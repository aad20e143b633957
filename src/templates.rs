// src/templates.rs
use crate::models::user::CurrentUser;
use askama::Template;

// --- Peças partilhadas pelo layout (templates/base.html) ---

/// Mensagens vindas da query string (Post/Redirect/Get).
#[derive(Debug, Clone, Default)]
pub struct Flash {
    pub success: Option<String>,
    pub warning: Option<String>,
    pub error: Option<String>,
}

/// Dados do utilizador para o menu.
#[derive(Debug, Clone)]
pub struct Nav {
    pub name: String,
    pub ps_number: String,
    pub credential: String,
    pub is_admin: bool,
}

impl From<&CurrentUser> for Nav {
    fn from(user: &CurrentUser) -> Self {
        Self {
            name: user.name.clone(),
            ps_number: user.ps_number.to_string(),
            credential: user.credential.to_string(),
            is_admin: user.is_admin(),
        }
    }
}

#[derive(Debug, Clone, PartialEq)]
pub struct SelectOption {
    pub value: String,
    pub label: String,
    pub selected: bool,
}

impl SelectOption {
    pub fn new(value: impl Into<String>, label: impl Into<String>, selected: bool) -> Self {
        Self { value: value.into(), label: label.into(), selected }
    }

    /// Opções simples (valor = rótulo), marcando `current` como selecionada.
    pub fn list<S: AsRef<str>>(values: &[S], current: &str) -> Vec<SelectOption> {
        values
            .iter()
            .map(|v| SelectOption::new(v.as_ref(), v.as_ref(), v.as_ref() == current))
            .collect()
    }
}

/// Caixa "Confirm deletion of N ...".
#[derive(Debug, Clone, PartialEq)]
pub struct ConfirmView {
    pub message: String,
    pub preview: Vec<String>,
    pub more: usize,
    pub confirm_action: String,
    pub cancel_action: String,
}

// --- Páginas ---

#[derive(Template)]
#[template(path = "login.html")]
pub struct LoginPage {
    pub error: Option<String>,
}

/// Página de erro usada pelo `IntoResponse` do `AppError`.
#[derive(Template)]
#[template(path = "error.html")]
pub struct ErrorPage {
    pub status_code: u16,
    pub message: String,
}

#[derive(Template)]
#[template(path = "home.html")]
pub struct HomePage {
    pub nav: Nav,
    pub flash: Flash,
    pub school_count: usize,
    pub pending_count: usize,
    pub unsynced_count: usize,
    pub remote_enabled: bool,
}

#[derive(Debug, Clone)]
pub struct BatchItemView {
    pub school: String,
    pub category: String,
    pub material: String,
    pub quantity: i64,
}

#[derive(Template)]
#[template(path = "request_new.html")]
pub struct RequestNewPage {
    pub nav: Nav,
    pub flash: Flash,
    pub schools: Vec<SelectOption>,
    pub categories: Vec<SelectOption>,
    pub category: String,
    pub materials: Vec<SelectOption>,
    pub batch: Vec<BatchItemView>,
}

#[derive(Debug, Clone)]
pub struct RequestRowView {
    pub idx: usize,
    pub id: String,
    pub school: String,
    pub requester: String,
    pub ps_number: String,
    pub category: String,
    pub material: String,
    pub quantity: i64,
    pub status: String,
    pub status_options: Vec<SelectOption>,
    pub date: String,
}

#[derive(Template)]
#[template(path = "requests.html")]
pub struct RequestsPage {
    pub nav: Nav,
    pub flash: Flash,
    pub schools: Vec<SelectOption>,
    pub school_filter: String,
    pub pending: Vec<RequestRowView>,
    pub finalized: Vec<RequestRowView>,
    pub batch_status_options: Vec<SelectOption>,
    pub unsynced_count: usize,
    pub confirm: Option<ConfirmView>,
}

#[derive(Debug, Clone)]
pub struct SchoolRowView {
    pub idx: usize,
    pub id: String,
    pub nome: String,
    pub city: String,
    pub coaches: String,
    pub is_new: bool,
}

#[derive(Template)]
#[template(path = "admin_schools.html")]
pub struct AdminSchoolsPage {
    pub nav: Nav,
    pub flash: Flash,
    pub rows: Vec<SchoolRowView>,
    pub confirm: Option<ConfirmView>,
}

#[derive(Debug, Clone)]
pub struct UserRowView {
    pub idx: usize,
    pub ps_number: String,
    pub name: String,
    pub credential_options: Vec<SelectOption>,
    pub is_new: bool,
    /// Ainda em texto simples (será convertida no próximo login).
    pub legacy_password: bool,
}

#[derive(Template)]
#[template(path = "admin_users.html")]
pub struct AdminUsersPage {
    pub nav: Nav,
    pub flash: Flash,
    pub rows: Vec<UserRowView>,
    pub confirm: Option<ConfirmView>,
}

#[derive(Debug, Clone)]
pub struct MaterialRowView {
    pub idx: usize,
    pub category: String,
    pub subcategory: String,
    pub item: String,
}

#[derive(Template)]
#[template(path = "admin_materials.html")]
pub struct AdminMaterialsPage {
    pub nav: Nav,
    pub flash: Flash,
    pub rows: Vec<MaterialRowView>,
}

#[derive(Debug, Clone)]
pub struct StockLineView {
    pub kind: String,
    pub size: String,
    pub quantity: i64,
}

#[derive(Debug, Clone)]
pub struct StockProjectView {
    pub project: String,
    pub lines: Vec<StockLineView>,
}

#[derive(Debug, Clone)]
pub struct StockRowView {
    pub idx: usize,
    pub id: String,
    pub school_id: String,
    pub project_options: Vec<SelectOption>,
    pub kind: String,
    pub size: String,
    pub quantity: String,
}

#[derive(Template)]
#[template(path = "stock.html")]
pub struct StockPage {
    pub nav: Nav,
    pub flash: Flash,
    pub schools: Vec<SelectOption>,
    pub school_filter: String,
    pub summary: Vec<StockProjectView>,
    pub rows: Vec<StockRowView>,
}

#[derive(Debug, Clone)]
pub struct SyncLineView {
    pub message: String,
    pub notes: Vec<String>,
    pub is_error: bool,
}

#[derive(Template)]
#[template(path = "sync.html")]
pub struct SyncPage {
    pub nav: Nav,
    pub flash: Flash,
    pub remote_name: Option<String>,
    pub summary: Option<String>,
    pub lines: Vec<SyncLineView>,
}
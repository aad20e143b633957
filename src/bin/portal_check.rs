// src/bin/portal_check.rs
//! Verificação do ambiente: configuração, ficheiros de dados e acesso ao remoto.
//! Termina com código 1 se alguma verificação falhar.

use requests_portal::{
    config::AppConfig,
    models::collection::Collection,
    remote::{RemoteStore, SupabaseClient},
    store::JsonStore,
};
use std::process::ExitCode;
use tracing_subscriber::{fmt, layer::SubscriberExt, util::SubscriberInitExt, EnvFilter};

#[tokio::main]
async fn main() -> anyhow::Result<ExitCode> {
    dotenvy::dotenv().ok();
    tracing_subscriber::registry()
        .with(EnvFilter::try_from_default_env().unwrap_or_else(|_| "requests_portal=info,portal_check=info".into()))
        .with(fmt::layer())
        .init();

    let mut failures = 0usize;

    let config = match AppConfig::from_env() {
        Ok(config) => {
            tracing::info!("✅ Config: data dir {}, bind {}", config.data_dir.display(), config.bind_addr);
            config
        }
        Err(e) => {
            tracing::error!("❌ Config: {}", e);
            return Ok(ExitCode::FAILURE);
        }
    };

    let store = JsonStore::new(&config.data_dir);
    for collection in Collection::ALL {
        if !store.exists(collection) {
            tracing::warn!("⚠️ {}: missing (created on first launch)", collection.file_name());
            continue;
        }
        match store.load_rows(collection) {
            Ok(rows) => tracing::info!("✅ {}: {} record(s)", collection.file_name(), rows.len()),
            Err(e) => {
                failures += 1;
                tracing::error!("❌ {}: {}", collection.file_name(), e);
            }
        }
    }

    match &config.remote {
        None => tracing::warn!("⚠️ Remote: not configured (SUPABASE_URL / SUPABASE_KEY)"),
        Some(remote_config) => {
            let client = SupabaseClient::new(remote_config)?;
            for collection in Collection::ALL {
                match client.has_rows(collection.table()).await {
                    Ok(true) => tracing::info!("✅ remote '{}': reachable, has data", collection.table()),
                    Ok(false) => tracing::info!("✅ remote '{}': reachable, empty", collection.table()),
                    Err(e) => {
                        failures += 1;
                        tracing::error!("❌ remote '{}': {}", collection.table(), e);
                    }
                }
            }
        }
    }

    if failures > 0 {
        tracing::error!("{} check(s) failed.", failures);
        Ok(ExitCode::FAILURE)
    } else {
        tracing::info!("All checks passed.");
        Ok(ExitCode::SUCCESS)
    }
}
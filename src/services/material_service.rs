// src/services/material_service.rs
use super::{sync_service, Outcome};
use crate::{
    error::{AppError, AppResult},
    models::{collection::Collection, material::Material},
    remote::{RemoteError, RemoteStore},
    store::{encode_rows, JsonStore},
};
use std::collections::BTreeSet;

pub fn find_all_materials(store: &JsonStore) -> AppResult<Vec<Material>> {
    store.load(Collection::Materials)
}

/// Categorias distintas, ordenadas.
pub fn categories(materials: &[Material]) -> Vec<String> {
    materials
        .iter()
        .map(|m| m.category.trim())
        .filter(|c| !c.is_empty())
        .map(str::to_string)
        .collect::<BTreeSet<_>>()
        .into_iter()
        .collect()
}

pub fn by_category<'a>(materials: &'a [Material], category: &str) -> Vec<&'a Material> {
    materials.iter().filter(|m| m.category == category).collect()
}

#[derive(Debug, Clone, Default)]
pub struct MaterialRowInput {
    pub category: String,
    pub subcategory: String,
    pub item: String,
}

impl MaterialRowInput {
    fn is_blank(&self) -> bool {
        self.category.trim().is_empty() && self.subcategory.trim().is_empty() && self.item.trim().is_empty()
    }
}

/// Grava o catálogo inteiro. Sem chave única, o remoto é limpo e reinserido.
pub async fn save_material_grid(
    store: &JsonStore,
    remote: Option<&dyn RemoteStore>,
    rows: Vec<MaterialRowInput>,
) -> AppResult<Outcome> {
    let existing = find_all_materials(store)?;
    let mut errors = Vec::new();
    let mut materials = Vec::new();

    for (idx, row) in rows.into_iter().enumerate() {
        if row.is_blank() {
            continue;
        }
        let category = row.category.trim().to_string();
        let item = row.item.trim().to_string();
        if category.is_empty() {
            errors.push(format!("row {}: missing category", idx + 1));
        }
        if item.is_empty() {
            errors.push(format!("row {}: missing item", idx + 1));
        }
        let subcategory = row.subcategory.trim().to_string();
        let extra = existing
            .iter()
            .find(|m| m.category == category && m.subcategory == subcategory && m.item == item)
            .map(|m| m.extra.clone())
            .unwrap_or_default();
        materials.push(Material { category, subcategory, item, extra });
    }

    if !errors.is_empty() {
        return Err(AppError::Validation(errors));
    }

    store.save(Collection::Materials, &materials)?;
    tracing::info!("📚 Catálogo gravado: {} material(is).", materials.len());

    let mut outcome = Outcome { saved: materials.len(), ..Default::default() };
    if let Some(remote) = remote {
        let encoded = encode_rows(&materials)?;
        sync_service::record_push(&mut outcome, replace_remote(remote, &encoded).await);
    }
    Ok(outcome)
}

async fn replace_remote(remote: &dyn RemoteStore, rows: &[crate::models::Row]) -> Result<usize, RemoteError> {
    let collection = Collection::Materials;
    remote.delete_all(collection.table(), collection.clear_key()).await?;
    sync_service::push_records(Some(remote), collection, rows).await
}
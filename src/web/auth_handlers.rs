// src/web/auth_handlers.rs
use crate::{
    error::{AppError, AppResult},
    models::user::LoginForm,
    services::auth_service,
    state::AppState,
    templates::LoginPage,
    web::{render, SESSION_USER_KEY},
};
use axum::{
    extract::{Form, State},
    response::{IntoResponse, Redirect},
};
use tower_sessions::Session;

// GET /login
pub async fn show_login_form(session: Session) -> AppResult<impl IntoResponse> {
    if session.get::<String>(SESSION_USER_KEY).await.ok().flatten().is_some() {
        tracing::debug!("GET /login: Utilizador já logado, redirecionando para /home");
        return Ok(Redirect::to("/home").into_response());
    }
    Ok(render(&LoginPage { error: None })?.into_response())
}

// POST /login
pub async fn handle_login(
    State(state): State<AppState>,
    session: Session,
    Form(form): Form<LoginForm>,
) -> AppResult<impl IntoResponse> {
    tracing::info!("Tentativa de login para: {}", form.ps_number.trim());

    match auth_service::authenticate(&state.store, &form.ps_number, form.password.trim()).await? {
        Some(user) => {
            // Novo ID de sessão após autenticar
            session
                .cycle_id()
                .await
                .map_err(|e| AppError::SessionError(format!("Falha ao rodar ID: {}", e)))?;
            session
                .insert(SESSION_USER_KEY, user.ps_number.as_str())
                .await
                .map_err(|e| AppError::SessionError(format!("Falha ao inserir na sessão: {}", e)))?;

            tracing::info!("✅ Login bem-sucedido para: {}", user.ps_number);
            Ok(Redirect::to("/home").into_response())
        }
        None => {
            let page = LoginPage { error: Some("Invalid PS Number or password.".to_string()) };
            Ok(render(&page)?.into_response())
        }
    }
}

// GET /logout
pub async fn handle_logout(session: Session) -> AppResult<Redirect> {
    let ps_number: Option<String> = session.get(SESSION_USER_KEY).await.ok().flatten();

    // Apaga também o lote pendente e as remoções por confirmar
    session
        .delete()
        .await
        .map_err(|e| AppError::SessionError(format!("Falha ao apagar sessão: {}", e)))?;

    match ps_number {
        Some(ps) => tracing::info!("🚪 Utilizador '{}' desligado.", ps),
        None => tracing::info!("🚪 Sessão anónima desligada."),
    }
    Ok(Redirect::to("/login"))
}
// src/services/mod.rs
pub mod auth_service;
pub mod csv_export;
pub mod material_service;
pub mod request_service;
pub mod school_service;
pub mod stock_service;
pub mod sync_service;
pub mod user_service;

use crate::{
    error::AppResult,
    models::{collection::Collection, Row},
    store::JsonStore,
};

/// Prepara o diretório de dados: admin inicial e ficheiros vazios para as restantes coleções.
pub async fn init_data_dir(store: &JsonStore, admin_password: Option<&str>) -> AppResult<()> {
    std::fs::create_dir_all(store.data_dir())?;
    user_service::ensure_bootstrap_admin(store, admin_password).await?;
    for collection in Collection::ALL.into_iter().filter(|c| *c != Collection::Users) {
        store.ensure_file::<Row>(collection, &[])?;
    }
    tracing::info!("📁 Diretório de dados pronto em {}", store.data_dir().display());
    Ok(())
}

/// Resultado de uma gravação local seguida (ou não) de sincronização remota.
/// Os avisos nunca desfazem o que já foi gravado localmente.
#[derive(Debug, Default, Clone, PartialEq)]
pub struct Outcome {
    pub saved: usize,
    pub updated: usize,
    pub deleted: usize,
    pub synced: usize,
    pub mirrored: usize,
    pub warnings: Vec<String>,
}

impl Outcome {
    pub fn warn(&mut self, message: impl Into<String>) {
        self.warnings.push(message.into());
    }

    /// Resumo numa linha, só com as métricas não nulas: "Acção: saved: 2, synced: 2".
    pub fn summary(&self, action: &str) -> String {
        let metrics = [
            ("saved", self.saved),
            ("updated", self.updated),
            ("deleted", self.deleted),
            ("synced", self.synced),
            ("mirrored", self.mirrored),
        ];
        let parts: Vec<String> = metrics
            .iter()
            .filter(|(_, v)| *v > 0)
            .map(|(k, v)| format!("{}: {}", k, v))
            .collect();
        if parts.is_empty() {
            action.to_string()
        } else {
            format!("{}: {}", action, parts.join(", "))
        }
    }

    /// Avisos juntos numa única mensagem (para a query string de feedback).
    pub fn warning_text(&self) -> Option<String> {
        if self.warnings.is_empty() {
            None
        } else {
            Some(self.warnings.join("; "))
        }
    }
}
------------------------------------
* _WORK REQUEST_
Scan the data for the word "updated" and copy every line where it shows up.

* _SOLUTION TO THIS TASK_
    pub updated: usize,
            ("updated", self.updated),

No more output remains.